Abstract

A fast-growing number of overseas suppliers sell products via cross-border e-commerce (CBEC) platforms to enter new markets. Selecting an efficient logistics mode is essential for overseas suppliers to improve operational efficiency, but unfamiliarity with the local market makes this issue challenging. In this study, we focus on a CBEC supply chain constituted of a CBEC platform that holds market demand information advantage and an overseas supplier. The platform sells its self-owned product and also allows the overseas supplier to sell a substitutable product on the platform. By developing a game model, we investigate the platform’s information sharing strategy and the overseas supplier’s logistics mode choice. We find that information sharing can influence the overseas supplier’s logistics mode choice under certain conditions. The platform will choose non-information sharing to induce the overseas supplier to select the direct-mail logistics mode when the competition is fierce and the market fluctuation is medium.

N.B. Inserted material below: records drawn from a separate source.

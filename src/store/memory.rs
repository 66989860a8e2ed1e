//! In-memory stores
//!
//! Same contract as `PgStore`, held in process memory behind a single
//! `RwLock`. Nothing survives a restart.

use axum::async_trait;
use chrono::{DateTime, Duration, Utc};
use parking_lot::RwLock;

use super::{AlertStore, BaselineStore, PredictionStore, StoreResult};
use crate::logic::monitoring::{AlertDetail, AlertFamily, AlertFilter, AlertRecord, AlertType, BehaviorStats};
use crate::models::{BehaviorSnapshot, PredictionRecord, ProbabilityPoint, WindowType};

#[derive(Default)]
pub struct InMemoryStore {
    inner: RwLock<Inner>,
}

#[derive(Default)]
struct Inner {
    predictions: Vec<PredictionRecord>,
    snapshots: Vec<BehaviorSnapshot>,
    alerts: Vec<AlertRecord>,
    next_alert_id: i64,
}

impl InMemoryStore {
    pub fn new() -> Self {
        Self::default()
    }

    /// Record a known-healthy baseline for a model
    pub fn set_baseline(&self, model_name: &str, stats: BehaviorStats) {
        self.inner
            .write()
            .snapshots
            .push(BehaviorSnapshot::new(model_name, WindowType::Baseline, stats));
    }

    pub fn alert_count(&self) -> usize {
        self.inner.read().alerts.len()
    }

    fn push_alert(&self, model_name: &str, alert_type: AlertType, detail: AlertDetail) {
        let mut inner = self.inner.write();
        inner.next_alert_id += 1;
        let id = inner.next_alert_id;
        inner.alerts.push(AlertRecord {
            id,
            model_name: model_name.to_string(),
            alert_type,
            detail,
            created_at: Utc::now(),
        });
    }

    /// Records for one model, newest first
    fn newest_first(&self, model_name: &str) -> Vec<PredictionRecord> {
        let mut records: Vec<PredictionRecord> = self
            .inner
            .read()
            .predictions
            .iter()
            .filter(|r| r.model_name == model_name)
            .cloned()
            .collect();
        // Stable sort keeps insertion order for equal timestamps
        records.sort_by_key(|r| r.created_at);
        records.reverse();
        records
    }
}

#[async_trait]
impl PredictionStore for InMemoryStore {
    async fn append(&self, record: &PredictionRecord) -> StoreResult<()> {
        self.inner.write().predictions.push(record.clone());
        Ok(())
    }

    async fn latest_probabilities(&self, model_name: &str, limit: usize) -> StoreResult<Vec<f64>> {
        Ok(self
            .newest_first(model_name)
            .into_iter()
            .take(limit)
            .map(|r| r.probability)
            .collect())
    }

    async fn latest_record(&self, model_name: &str) -> StoreResult<Option<PredictionRecord>> {
        Ok(self.newest_first(model_name).into_iter().next())
    }

    async fn count(&self, model_name: &str) -> StoreResult<i64> {
        let inner = self.inner.read();
        Ok(inner.predictions.iter().filter(|r| r.model_name == model_name).count() as i64)
    }

    async fn probabilities_in_window(
        &self,
        model_name: &str,
        since: DateTime<Utc>,
    ) -> StoreResult<Vec<ProbabilityPoint>> {
        let mut points: Vec<ProbabilityPoint> = self
            .newest_first(model_name)
            .into_iter()
            .filter(|r| r.created_at > since)
            .map(|r| ProbabilityPoint {
                created_at: r.created_at,
                probability: r.probability,
            })
            .collect();
        points.reverse();
        Ok(points)
    }

    async fn recent_payloads(&self, model_name: &str, limit: usize) -> StoreResult<Vec<serde_json::Value>> {
        Ok(self
            .newest_first(model_name)
            .into_iter()
            .take(limit)
            .map(|r| r.input_payload)
            .collect())
    }
}

#[async_trait]
impl BaselineStore for InMemoryStore {
    async fn latest_baseline(&self, model_name: &str) -> StoreResult<Option<BehaviorStats>> {
        let inner = self.inner.read();
        let baseline_tag = WindowType::Baseline.as_str();
        Ok(inner
            .snapshots
            .iter()
            .filter(|s| s.model_name == model_name && s.window_type == baseline_tag)
            .max_by_key(|s| s.created_at)
            .map(|s| s.stats()))
    }
}

#[async_trait]
impl AlertStore for InMemoryStore {
    async fn append_confidence_alert(
        &self,
        model_name: &str,
        alert_type: AlertType,
        probability: f64,
        entropy: f64,
    ) -> StoreResult<()> {
        self.push_alert(model_name, alert_type, AlertDetail::Confidence { probability, entropy });
        Ok(())
    }

    async fn append_behavior_alert(
        &self,
        model_name: &str,
        alert_type: AlertType,
        baseline: &BehaviorStats,
        recent: &BehaviorStats,
    ) -> StoreResult<()> {
        self.push_alert(
            model_name,
            alert_type,
            AlertDetail::ModelBehavior {
                baseline: *baseline,
                recent: *recent,
            },
        );
        Ok(())
    }

    async fn count_since(&self, model_name: &str, filter: &AlertFilter, window: Duration) -> StoreResult<i64> {
        let since = Utc::now() - window;
        let inner = self.inner.read();
        Ok(inner
            .alerts
            .iter()
            .filter(|a| a.model_name == model_name && a.created_at > since && filter.matches(a.alert_type))
            .count() as i64)
    }

    async fn recent_alerts(&self, model_name: &str, limit: usize) -> StoreResult<Vec<AlertRecord>> {
        let inner = self.inner.read();
        let mut alerts = Vec::new();

        for family in [AlertFamily::Confidence, AlertFamily::ModelBehavior] {
            alerts.extend(
                inner
                    .alerts
                    .iter()
                    .rev()
                    .filter(|a| a.model_name == model_name && a.alert_type.family() == family)
                    .take(limit)
                    .cloned(),
            );
        }

        alerts.sort_by(|a, b| b.created_at.cmp(&a.created_at).then(b.id.cmp(&a.id)));
        Ok(alerts)
    }
}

Otherwise, the platform chooses information sharing to make the overseas supplier select the bonded-warehouse logistics mode. Particularly, a larger market fluctuation can trigger a change in the information sharing equilibrium, and thus the overseas supplier’s profit may increase in market fluctuation. Furthermore, under certain conditions, information sharing and direct-mail logistics mode are more beneficial to both the platform and overseas supplier, but the strategies are not selected under equilibrium (i.e., a prisoner’s dilemma arises).